====== DATA FOR THIS TASK

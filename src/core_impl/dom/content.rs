use super::*;

/// One pending step of the serializer.
enum Emit {
    Node(NodeId),
    EndTag(NodeId),
}

impl Dom {
    /// Concatenated text of `node_id` and its descendants, in document order.
    pub(crate) fn text_content(&self, node_id: NodeId) -> String {
        let mut out = String::new();
        let mut pending = vec![node_id];
        while let Some(node) = pending.pop() {
            match &self.nodes[node.0].node_type {
                NodeType::Text(text) => out.push_str(text),
                NodeType::Document | NodeType::Element(_) => {
                    pending.extend(self.children(node).iter().rev());
                }
            }
        }
        out
    }

    /// Character data of a text node; `None` for any other kind of node.
    pub(crate) fn text_data(&self, node_id: NodeId) -> Option<&str> {
        match &self.nodes.get(node_id.0)?.node_type {
            NodeType::Text(text) => Some(text.as_str()),
            _ => None,
        }
    }

    /// Serializes `node_id` as HTML. Attributes are written in name order.
    pub(crate) fn dump_node(&self, node_id: NodeId) -> String {
        let mut out = String::new();
        let mut pending = vec![Emit::Node(node_id)];
        while let Some(step) = pending.pop() {
            let node = match step {
                Emit::EndTag(node) => {
                    if let Some(tag) = self.tag_name(node) {
                        out.push_str(&format!("</{tag}>"));
                    }
                    continue;
                }
                Emit::Node(node) => node,
            };
            match &self.nodes[node.0].node_type {
                NodeType::Document => {
                    pending.extend(self.children(node).iter().rev().map(|c| Emit::Node(*c)));
                }
                NodeType::Text(text) => {
                    let raw = self.parent(node).is_some_and(|parent| {
                        self.is_tag(parent, "script") || self.is_tag(parent, "style")
                    });
                    if raw {
                        out.push_str(text);
                    } else {
                        push_escaped(&mut out, text, false);
                    }
                }
                NodeType::Element(element) => {
                    out.push('<');
                    out.push_str(&element.tag_name);
                    let mut names = element.attrs.keys().collect::<Vec<_>>();
                    names.sort();
                    for name in names {
                        out.push_str(&format!(" {name}=\""));
                        push_escaped(&mut out, &element.attrs[name], true);
                        out.push('"');
                    }
                    out.push('>');
                    if !is_void_tag(&element.tag_name) {
                        pending.push(Emit::EndTag(node));
                        pending.extend(self.children(node).iter().rev().map(|c| Emit::Node(*c)));
                    }
                }
            }
        }
        out
    }
}

fn push_escaped(out: &mut String, value: &str, in_attribute: bool) {
    for ch in value.chars() {
        match ch {
            '&' => out.push_str("&amp;"),
            '<' => out.push_str("&lt;"),
            '>' => out.push_str("&gt;"),
            '"' if in_attribute => out.push_str("&quot;"),
            _ => out.push(ch),
        }
    }
}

============

Look over the entries for "names", then copy every line that includes that string.

                    let mut names = element.attrs.keys().collect::<Vec<_>>();
                    names.sort();
                    for name in names {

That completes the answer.